Liberals were quick to dismiss as judicial activism the federal appeals court ruling declaring subsidies on federal health insurance exchanges illegal, but few have actually taken the time to explain why the judges ruled the way they did.
Ultimately, the 2-1 decision in Halbig v. Burwell written by Thomas Griffith and joined by Raymond Randolph hinged on two basic conclusions. One, the plain meaning of the words in President Obama's health care law -- “an Exchange established by the State” -- is that subsidies are only available for individuals living in states that have established their own exchanges (which means fourteen states plus the District of Columbia). Two, there is no evidence from the legislative record that justifies deviating from the plain meaning of the law.
More specifically, the judges ruled that "a federal Exchange is not an 'Exchange established by the State,' and section 36B [of the health care law] does not authorize the IRS to provide tax credits for insurance purchased on federal Exchanges." To get there, the judges looked at how the section interacted with other sections of the law.
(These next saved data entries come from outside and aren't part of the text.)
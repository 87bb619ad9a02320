//! # Fieldvault Telemetry
//!
//! Structured logging setup for Fieldvault services. Every tool invocation,
//! dispatch decision, and storage operation logs through `tracing`; this
//! crate wires the subscriber that renders those events.

use tracing_subscriber::layer::SubscriberExt;
use tracing_subscriber::util::SubscriberInitExt;

/// Initialize telemetry with structured logging output.
///
/// This sets up a tracing subscriber with:
/// - a fmt layer carrying target, level, and line numbers
/// - an `EnvFilter` honoring `RUST_LOG`
///
/// Safe to call more than once; later calls are no-ops.
///
/// # Example
///
/// ```rust,no_run
/// use fieldvault_telemetry::init_telemetry;
///
/// init_telemetry();
/// ```
pub fn init_telemetry() {
    let _ = tracing_subscriber::registry()
        .with(
            tracing_subscriber::fmt::layer()
                .with_target(true)
                .with_level(true)
                .with_thread_ids(false)
                .with_line_number(true),
        )
        .with(tracing_subscriber::EnvFilter::from_default_env())
        .try_init();
}
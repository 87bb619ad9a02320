//! Tool system for Fieldvault
//!
//! This crate provides the tool layer, including:
//! - Property descriptors and declarative schema documents
//! - Function tools with schemas built once at construction
//! - Built-in tools (greeting, snippets, sensor data)
//! - Tool context management

pub mod builtin;
pub mod context;
pub mod definitions;
pub mod descriptor;
pub mod function_tool;
pub mod schema;

// Re-exports
pub use context::DefaultToolContext;
pub use descriptor::{PropertyDescriptor, PropertyKind, PropertyType};
pub use function_tool::FunctionTool;
pub use schema::SchemaBuilder;

// Re-export core types
pub use fieldvault_core::{Result, Tool, ToolContext, ToolReply};
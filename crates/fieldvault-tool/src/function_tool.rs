use crate::descriptor::PropertyDescriptor;
use crate::schema::SchemaBuilder;
use async_trait::async_trait;
use fieldvault_core::{Result, Tool, ToolContext, ToolReply};
use serde_json::Value;
use std::future::Future;
use std::pin::Pin;
use std::sync::Arc;

/// Type alias for tool execution function
pub type ToolFn = Box<
    dyn Fn(Arc<dyn ToolContext>, Value) -> Pin<Box<dyn Future<Output = Result<ToolReply>> + Send>>
        + Send
        + Sync,
>;

/// A function-based tool implementation.
///
/// The schema document is built from the property descriptors once, in
/// [`FunctionToolBuilder::build`], and cached for the lifetime of the tool.
pub struct FunctionTool {
    name: String,
    description: String,
    schema: Value,
    execute_fn: ToolFn,
}

impl FunctionTool {
    pub fn builder() -> FunctionToolBuilder {
        FunctionToolBuilder::new()
    }
}

impl std::fmt::Debug for FunctionTool {
    fn fmt(&self, f: &mut std::fmt::Formatter<'_>) -> std::fmt::Result {
        f.debug_struct("FunctionTool")
            .field("name", &self.name)
            .field("description", &self.description)
            .field("schema", &self.schema)
            .finish()
    }
}

#[async_trait]
impl Tool for FunctionTool {
    fn name(&self) -> &str {
        &self.name
    }

    fn description(&self) -> &str {
        &self.description
    }

    fn schema(&self) -> Value {
        self.schema.clone()
    }

    async fn execute(&self, ctx: Arc<dyn ToolContext>, args: Value) -> Result<ToolReply> {
        (self.execute_fn)(ctx, args).await
    }
}

/// Builder for FunctionTool
pub struct FunctionToolBuilder {
    name: Option<String>,
    description: Option<String>,
    properties: Vec<PropertyDescriptor>,
    execute_fn: Option<ToolFn>,
}

impl FunctionToolBuilder {
    pub fn new() -> Self {
        Self {
            name: None,
            description: None,
            properties: Vec::new(),
            execute_fn: None,
        }
    }

    pub fn name(mut self, name: impl Into<String>) -> Self {
        self.name = Some(name.into());
        self
    }

    pub fn description(mut self, description: impl Into<String>) -> Self {
        self.description = Some(description.into());
        self
    }

    /// Descriptors for the tool's arguments; an empty sequence advertises a
    /// tool that takes none.
    pub fn properties(mut self, properties: Vec<PropertyDescriptor>) -> Self {
        self.properties = properties;
        self
    }

    pub fn execute<F, Fut>(mut self, f: F) -> Self
    where
        F: Fn(Arc<dyn ToolContext>, Value) -> Fut + Send + Sync + 'static,
        Fut: Future<Output = Result<ToolReply>> + Send + 'static,
    {
        self.execute_fn = Some(Box::new(move |ctx, args| Box::pin(f(ctx, args))));
        self
    }

    pub fn build(self) -> Result<FunctionTool> {
        let schema = SchemaBuilder::build(&self.properties)?;

        Ok(FunctionTool {
            name: self.name.ok_or_else(|| {
                fieldvault_core::Error::Other(anyhow::anyhow!("Tool name is required"))
            })?,
            description: self.description.ok_or_else(|| {
                fieldvault_core::Error::Other(anyhow::anyhow!("Tool description is required"))
            })?,
            schema,
            execute_fn: self.execute_fn.ok_or_else(|| {
                fieldvault_core::Error::Other(anyhow::anyhow!("Tool execute function is required"))
            })?,
        })
    }
}

impl Default for FunctionToolBuilder {
    fn default() -> Self {
        Self::new()
    }
}

#[cfg(test)]
mod tests {
    use super::*;
    use crate::context::DefaultToolContext;

    #[tokio::test]
    async fn test_function_tool_creation() {
        let tool = FunctionTool::builder()
            .name("shout")
            .description("Upper-cases the provided text")
            .properties(vec![PropertyDescriptor::string("text", "Text to shout")])
            .execute(|_ctx, args| async move {
                let text = args["text"].as_str().unwrap_or_default();
                Ok(ToolReply::message(text.to_uppercase()))
            })
            .build()
            .unwrap();

        assert_eq!(tool.name(), "shout");
        assert_eq!(tool.description(), "Upper-cases the provided text");

        let schema = tool.schema();
        assert_eq!(schema[0]["propertyName"], "text");

        let ctx = Arc::new(DefaultToolContext::new(
            "shout".to_string(),
            "inv-1".to_string(),
        ));
        let reply = tool
            .execute(ctx, serde_json::json!({"text": "hey"}))
            .await
            .unwrap();
        assert_eq!(reply.message, "HEY");
    }

    #[tokio::test]
    async fn test_schema_cached_at_build_time() {
        let tool = FunctionTool::builder()
            .name("noop")
            .description("Does nothing")
            .execute(|_ctx, _args| async move { Ok(ToolReply::message("ok")) })
            .build()
            .unwrap();

        assert_eq!(tool.schema(), serde_json::json!([]));
        assert_eq!(tool.schema(), tool.schema());
    }

    #[test]
    fn test_builder_requires_name() {
        let result = FunctionTool::builder()
            .description("No name")
            .execute(|_ctx, _args| async move { Ok(ToolReply::message("ok")) })
            .build();

        assert!(result.is_err());
    }

    #[test]
    fn test_builder_rejects_duplicate_properties() {
        let result = FunctionTool::builder()
            .name("dup")
            .description("Duplicate property names")
            .properties(vec![
                PropertyDescriptor::string("a", "First"),
                PropertyDescriptor::string("a", "Second"),
            ])
            .execute(|_ctx, _args| async move { Ok(ToolReply::message("ok")) })
            .build();

        assert!(matches!(result, Err(fieldvault_core::Error::Schema(_))));
    }
}
//! Blob store trait definition

use crate::Result;
use async_trait::async_trait;

/// The blob storage trait.
///
/// Each tool invocation performs at most one storage operation on a single
/// named blob: a read or a full-content write. There is no listing, no
/// deletion, and no multi-object transaction; writes are presumed atomic by
/// the backend.
#[async_trait]
pub trait BlobStore: Send + Sync {
    /// Write a blob, replacing any existing content at the path.
    async fn write(&self, path: &str, content: &str) -> Result<()>;

    /// Read the full content of a blob.
    ///
    /// Reading a missing blob is an error.
    async fn read(&self, path: &str) -> Result<String>;
}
The decision went on to note, "The government urges us, in effect, to strike from section 36B the phrase 'established by the State,' on the ground that giving force to its plain meaning renders other provisions of the Act absurd. But we find that the government has failed to make the extraordinary showing required for such judicial rewriting of an act of Congress. Nothing about the imperative to read section 36B in harmony with the rest of the ACA requires interpreting 'established by the State' to mean anything other than what it plainly says."
Given the majority's determination as to the plain meaning of the law's text, the judges then had to consider whether there's anything in the legislative history that would outweigh their determination as to the plain meaning.
The judges concluded, "The fact is that the legislative record provides little indication one way or the other of congressional intent, but the statutory text does. Section 36B plainly makes subsidies available only on Exchanges established by states. And in the absence of any contrary indications, that text is conclusive evidence of Congress’s intent."
The opinion states, "To hold otherwise would be to say that enacted legislation, on its own, does not command our respect — an utterly untenable proposition."
The judges also were aware of the major ramifications of their decision, but ultimately conclude that they had no choice.
"We reach this conclusion, frankly, with reluctance," they wrote. "At least until states that wish to can set up Exchanges, our ruling will likely have significant consequences both for the millions of individuals receiving tax credits through federal Exchanges and for health insurance markets more broadly. But, high as those stakes are, the principle of legislative supremacy that guides us is higher still. Within constitutional limits, Congress is supreme in matters of policy, and the consequence of that supremacy is that our duty when interpreting a statute is to ascertain the meaning of the words of the statute duly enacted through the formal legislative process. This limited role serves democratic interests by ensuring that policy is made by elected, politically accountable representatives, not by appointed, life-tenured judges."
On Tuesday, the Fourth Circuit Court of Appeals, in a similar case, reached a different conclusion, upholding the subsidies to federal exchanges.
The question now is whether the panel's decision will be reversed by the full D.C. Circuit Court and whether the Supreme Court will ultimately decide the case.